Pakistan court OKs detention of hijackers

A Karachi court on Monday gave police permission to hold for 15 days four Palestinians allegedly responsible for last week's hijacking of a Pan Am jetliner. The 15-day detention and interrogation period was granted after police registered a case, but not specific charges, against the four. Pakistani law provides for the filing of formal charges by a magistrate only after a court hearing.

Pakistan's President Mohammed Zia ul-Haq said the four Palestinians will face the death penalty if convicted.

``The hijackers have committed a crime on the soil of Pakistan, and we will try them here. They will receive the punishment that such a crime deserves,'' President Zia said at an airport news conference Sunday night.

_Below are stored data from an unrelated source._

//! In-memory backend, for tests and ephemeral games.

use super::{BoxFuture, Storage, StorageError, StorageResult};
use crate::command::DrawingSession;
use std::collections::BTreeMap;
use std::sync::RwLock;

/// Keeps sessions in a map; everything is gone when the process exits.
#[derive(Default)]
pub struct MemoryStorage {
    sessions: RwLock<BTreeMap<String, DrawingSession>>,
}

impl MemoryStorage {
    pub fn new() -> Self {
        Self::default()
    }

    /// Number of stored sessions.
    pub fn count(&self) -> usize {
        self.sessions.read().map(|s| s.len()).unwrap_or(0)
    }
}

impl Storage for MemoryStorage {
    fn save(&self, id: &str, session: &DrawingSession) -> BoxFuture<'_, StorageResult<()>> {
        let id = id.to_string();
        let session = session.clone();
        Box::pin(async move {
            self.sessions
                .write()
                .map_err(|_| StorageError::LockPoisoned)?
                .insert(id, session);
            Ok(())
        })
    }

    fn load(&self, id: &str) -> BoxFuture<'_, StorageResult<DrawingSession>> {
        let id = id.to_string();
        Box::pin(async move {
            self.sessions
                .read()
                .map_err(|_| StorageError::LockPoisoned)?
                .get(&id)
                .cloned()
                .ok_or(StorageError::NotFound(id))
        })
    }

    fn delete(&self, id: &str) -> BoxFuture<'_, StorageResult<()>> {
        let id = id.to_string();
        Box::pin(async move {
            self.sessions
                .write()
                .map_err(|_| StorageError::LockPoisoned)?
                .remove(&id);
            Ok(())
        })
    }

    fn list(&self) -> BoxFuture<'_, StorageResult<Vec<String>>> {
        Box::pin(async move {
            Ok(self
                .sessions
                .read()
                .map_err(|_| StorageError::LockPoisoned)?
                .keys()
                .cloned()
                .collect())
        })
    }

    fn exists(&self, id: &str) -> BoxFuture<'_, StorageResult<bool>> {
        let id = id.to_string();
        Box::pin(async move {
            Ok(self
                .sessions
                .read()
                .map_err(|_| StorageError::LockPoisoned)?
                .contains_key(&id))
        })
    }
}

#[cfg(test)]
mod tests {
    use super::*;
    use crate::storage::block_on;

    #[test]
    fn test_save_then_load() {
        let storage = MemoryStorage::new();
        let session = DrawingSession::new("a", "Alice");

        block_on(storage.save("round-1", &session)).unwrap();
        let loaded = block_on(storage.load("round-1")).unwrap();
        assert_eq!(loaded.session_id, session.session_id);
        assert_eq!(storage.count(), 1);
    }

    #[test]
    fn test_missing_session_errors() {
        let storage = MemoryStorage::new();
        let result = block_on(storage.load("nope"));
        assert!(matches!(result, Err(StorageError::NotFound(_))));
    }

    #[test]
    fn test_delete_is_idempotent() {
        let storage = MemoryStorage::new();
        let session = DrawingSession::new("a", "Alice");

        block_on(storage.save("s", &session)).unwrap();
        block_on(storage.delete("s")).unwrap();
        block_on(storage.delete("s")).unwrap();
        assert!(!block_on(storage.exists("s")).unwrap());
    }

    #[test]
    fn test_list_sorted_by_id() {
        let storage = MemoryStorage::new();
        let session = DrawingSession::new("a", "Alice");

        block_on(storage.save("s2", &session)).unwrap();
        block_on(storage.save("s1", &session)).unwrap();
        assert_eq!(block_on(storage.list()).unwrap(), vec!["s1", "s2"]);
    }
}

Zia said the hijackers, whom he described as Palestinians ranging in age from 19 to 25, did not appear to be connected to any government. ``They're youngsters, but very volatile,'' he said. The gunmen would not be extradited to the United States, which issued arrest warrants for three of the hijackers on Saturday, Zia said.

Government and hospital officials said the death toll from Friday's hijacking was 18. Earlier reports had put the number at 15.

Three of the Palestinians were being held under heavy guard at the Malir Army base four miles from Karachi airport, security officials said. The fourth was being treated for an unspecified wound in hospital, said the officials, speaking on condition of anonymity.

The three men held at Malir appeared before a magistrate in a special hearing at the base, the officials said. The magistrate said the 15-day period would be extended if police required, they said.

Most survivors of Flight 73 left Karachi on Sunday, some aboard a special Pan Am flight for Europe and New York and others on an Indian Airlines Airbus to Bombay.

Zia said he strongly supported the Palestinian cause, but did not see the need for actions such as hijackings. ``Such incidents do leave a bad taste.'' The President also said he was completely satisfied with the way Pakistani security forces handled the incident.

``I'm very proud of them,'' Zia said. ``It could have been far worse. Many more lives could have been lost.''

The hijacked jumbo jet had been moved to a maintenance area at the airport. Police experts were searching it to ensure that no explosives remained aboard.